Rafael Nadal, campeão de 22 títulos de Grand Slam, revelou em entrevista que viveu anos sob dor crônica no pé e precisou tomar decisões difíceis para seguir competindo. O espanhol encerrou a carreira em 2024 e dedicou parte de sua trajetória a lidar com uma lesão de Mueller-Weiss diagnosticada após a final do Masters de Madrid em 2005.
A lesão foi agravada ao longo dos anos, com quedas de rendimento e necessidade de tratamentos arriscados para manter o nível de competição. Nadal atribui parte do desgaste ao intenso treinamento na infância, sob a orientação de seu tio Toni, e reconhece que a saúde ficou em risco em várias etapas da carreira.
A batalha física envolveu ainda problemas adicionais, como tendinite no joelho esquerdo e perfurações intestinais associadas ao uso de analgésicos. Em momentos decisivos, o atleta recorria a anestésicos locais para conseguir atuar, especialmente em momentos de maior pressão, como a final do Aberto da França de 2022.

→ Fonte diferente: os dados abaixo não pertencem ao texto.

//! Runtime parameters for the cruise shaping components.
//!
//! These are immutable once a controller is built and are injected into each
//! component at construction. They are separate from the TOML-deserialized
//! config in `cruise_config`; see `conversions` for the mapping.

use crate::units::mph_to_ms;

/// Lowest selectable target speed (mph).
pub const SET_SPEED_MIN_MPH: f32 = 5.0;
/// Highest selectable target speed (mph).
pub const SET_SPEED_MAX_MPH: f32 = 120.0;
/// Lowest selectable target speed (m/s).
pub const SET_SPEED_MIN: f32 = SET_SPEED_MIN_MPH * crate::units::MPH_TO_MS;
/// Highest selectable target speed (m/s).
pub const SET_SPEED_MAX: f32 = SET_SPEED_MAX_MPH * crate::units::MPH_TO_MS;
/// Ticks between long-press snaps (500 ms at 100 Hz).
pub const LONG_PRESS_TIME: u32 = 50;
pub const SHORT_PRESS_STEP: i32 = 1;
pub const LONG_PRESS_STEP: i32 = 5;
/// Gas-override latch may be cleared by decrease after this many held ticks.
pub const GAS_RELEASE_TICKS: u32 = 200;

/// Don't change the accel command for oscillations within this value (m/s^2).
pub const ACCEL_HYST_GAP: f32 = 0.0;
pub const ACCEL_MAX: f32 = 2.0;
pub const ACCEL_MIN: f32 = -3.8;
pub const DEFAULT_SMOOTHING_FACTOR: f32 = 0.4;

pub const CHIME_TIME: u32 = 8;
pub const CHIME_GAP_TIME: u32 = 5;

pub const FOLLOW_MIN: u8 = 1;
pub const FOLLOW_MAX: u8 = 4;

pub const DEFAULT_TICK_RATE_HZ: u32 = 100;

/// Set-speed button handling.
#[derive(Debug, Clone, PartialEq)]
pub struct SetSpeedCfg {
    pub min_mph: f32,
    pub max_mph: f32,
    pub long_press_ticks: u32,
    pub short_step_mph: i32,
    pub long_step_mph: i32,
    pub gas_release_ticks: u32,
}

impl SetSpeedCfg {
    #[inline]
    pub fn min_ms(&self) -> f32 {
        mph_to_ms(self.min_mph)
    }

    #[inline]
    pub fn max_ms(&self) -> f32 {
        mph_to_ms(self.max_mph)
    }
}

impl Default for SetSpeedCfg {
    fn default() -> Self {
        Self {
            min_mph: SET_SPEED_MIN_MPH,
            max_mph: SET_SPEED_MAX_MPH,
            long_press_ticks: LONG_PRESS_TIME,
            short_step_mph: SHORT_PRESS_STEP,
            long_step_mph: LONG_PRESS_STEP,
            gas_release_ticks: GAS_RELEASE_TICKS,
        }
    }
}

/// Acceleration command shaping.
#[derive(Debug, Clone, PartialEq)]
pub struct AccelCfg {
    pub hyst_gap: f32,
    pub min: f32,
    pub max: f32,
    /// Low-pass factor. Values outside [0.0, 1.0] make the rate limiter hold
    /// its previous output.
    pub smoothing_factor: f32,
}

impl Default for AccelCfg {
    fn default() -> Self {
        Self {
            hyst_gap: ACCEL_HYST_GAP,
            min: ACCEL_MIN,
            max: ACCEL_MAX,
            smoothing_factor: DEFAULT_SMOOTHING_FACTOR,
        }
    }
}

/// Cluster chime timing, in ticks.
#[derive(Debug, Clone, PartialEq, Eq)]
pub struct ChimeCfg {
    pub chime_ticks: u32,
    pub gap_ticks: u32,
}

impl Default for ChimeCfg {
    fn default() -> Self {
        Self {
            chime_ticks: CHIME_TIME,
            gap_ticks: CHIME_GAP_TIME,
        }
    }
}

#[derive(Debug, Clone, PartialEq, Eq)]
pub struct FollowCfg {
    /// Bars shown at session start.
    pub initial: u8,
}

impl Default for FollowCfg {
    fn default() -> Self {
        Self { initial: 3 }
    }
}

/// Everything a `CruiseController` needs, fixed for the life of a session.
#[derive(Debug, Clone, PartialEq)]
pub struct CruiseParams {
    pub set_speed: SetSpeedCfg,
    pub accel: AccelCfg,
    pub chime: ChimeCfg,
    pub follow: FollowCfg,
    /// Control loop rate; only used for pacing replays.
    pub tick_rate_hz: u32,
}

impl Default for CruiseParams {
    fn default() -> Self {
        Self {
            set_speed: SetSpeedCfg::default(),
            accel: AccelCfg::default(),
            chime: ChimeCfg::default(),
            follow: FollowCfg::default(),
            tick_rate_hz: DEFAULT_TICK_RATE_HZ,
        }
    }
}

Diagnóstico, impactos e decisões
Nadal descreve a trajetória como uma corrida contra o tempo, com a dúvida constante sobre a duração da carreira. Ele indica ter vivido momentos em que a linha entre o certo e o arriscado ficou muito próxima, ainda que a paixão pelo esporte tenha falado mais alto.

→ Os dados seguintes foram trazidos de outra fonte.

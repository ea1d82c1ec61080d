//! Human-readable error descriptions and structured JSON error formatting.

use cruise_config::CarVariant;
use cruise_core::error::{BuildError, CruiseError};

/// Map an eyre::Report to a human-readable explanation with likely causes and fix hints.
pub fn humanize(err: &eyre::Report) -> String {
    // Typed matches first
    if let Some(BuildError::InvalidConfig(msg)) = err.downcast_ref::<BuildError>() {
        return format!(
            "What happened: Invalid cruise parameters ({msg}).\nLikely causes: Out-of-range values in the TOML.\nHow to fix: Edit the config file, then rerun."
        );
    }

    if let Some(ce) = err.downcast_ref::<CruiseError>() {
        return match ce {
            CruiseError::Config(msg) => format!(
                "What happened: Configuration is invalid ({msg}).\nLikely causes: A typo in a section or key, or a value outside its allowed range.\nHow to fix: Edit the TOML config and try again; omit --config to run with stock parameters."
            ),
            CruiseError::Script(msg) => format!(
                "What happened: The tick script could not be loaded ({msg}).\nLikely causes: Missing or misspelled header columns, or a non-numeric / non-boolean cell.\nHow to fix: Check the CSV header against the documented columns and fix the reported row."
            ),
            CruiseError::Io(msg) => format!(
                "What happened: A file could not be read ({msg}).\nLikely causes: Wrong path or missing permissions.\nHow to fix: Check the path and rerun."
            ),
            CruiseError::Interrupted { completed } => format!(
                "What happened: Replay was interrupted after {completed} ticks.\nLikely causes: Ctrl-C or a termination signal.\nHow to fix: Rerun the replay if the full output is needed."
            ),
        };
    }

    // String-based heuristics for errors coming from init
    let msg = err.to_string();
    let lower = msg.to_ascii_lowercase();

    if lower.contains("unsupported car") {
        let names: Vec<&str> = CarVariant::ALL.iter().map(|c| c.name()).collect();
        return format!(
            "What happened: {msg}.\nHow to fix: Use one of: {}.",
            names.join(", ")
        );
    }

    if lower.contains("log level") || lower.contains("logging.level") {
        return format!(
            "What happened: {msg}.\nHow to fix: Use one of error|warn|info|debug|trace, or a RUST_LOG style directive."
        );
    }

    // Generic fallback
    let mut cause = String::new();
    if let Some(src) = err.source() {
        cause = format!(" Cause: {src}");
    }
    format!(
        "Something went wrong.{cause}\nHow to fix: Re-run with --log-level=debug for details. Original: {msg}"
    )
}

/// Stable exit codes: 3 config, 4 interrupted, 5 tick script, 1 anything else.
pub fn exit_code_for_error(err: &eyre::Report) -> i32 {
    if err.downcast_ref::<BuildError>().is_some() {
        return 3;
    }
    match err.downcast_ref::<CruiseError>() {
        Some(CruiseError::Config(_)) => 3,
        Some(CruiseError::Interrupted { .. }) => 4,
        Some(CruiseError::Script(_)) => 5,
        Some(CruiseError::Io(_)) | None => 1,
    }
}

fn reason_name(err: &eyre::Report) -> &'static str {
    if err.downcast_ref::<BuildError>().is_some() {
        return "InvalidConfig";
    }
    match err.downcast_ref::<CruiseError>() {
        Some(CruiseError::Config(_)) => "InvalidConfig",
        Some(CruiseError::Script(_)) => "TickScript",
        Some(CruiseError::Io(_)) => "Io",
        Some(CruiseError::Interrupted { .. }) => "Interrupted",
        None => "Error",
    }
}

/// Structured JSON for errors when --json is enabled.
pub fn format_error_json(err: &eyre::Report) -> String {
    use serde_json::json;

    let msg = humanize(err);
    if let Some(CruiseError::Interrupted { completed }) = err.downcast_ref::<CruiseError>() {
        return json!({
            "reason": reason_name(err),
            "details": { "completed_ticks": completed },
            "message": msg,
        })
        .to_string();
    }
    json!({ "reason": reason_name(err), "message": msg }).to_string()
}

A conversa com a BBC, publicada após a repercussão de uma série da Netflix sobre sua vida, reforça a percepção de que as escolhas feitas foram orientadas pela busca pela felicidade e pelo prazer de competir. O atleta afirma que, sem essa coragem de enfrentar os limites, poderia ter conquistado menos Grand Slams.
A narrativa também aborda o impacto emocional da lesão crônica, que, mesmo com dores, não foi suficiente para afastá-lo do tênis. Nadal encerrou a carreira mantendo o foco na superação e na continuidade da prática esportiva, mesmo diante das adversidades.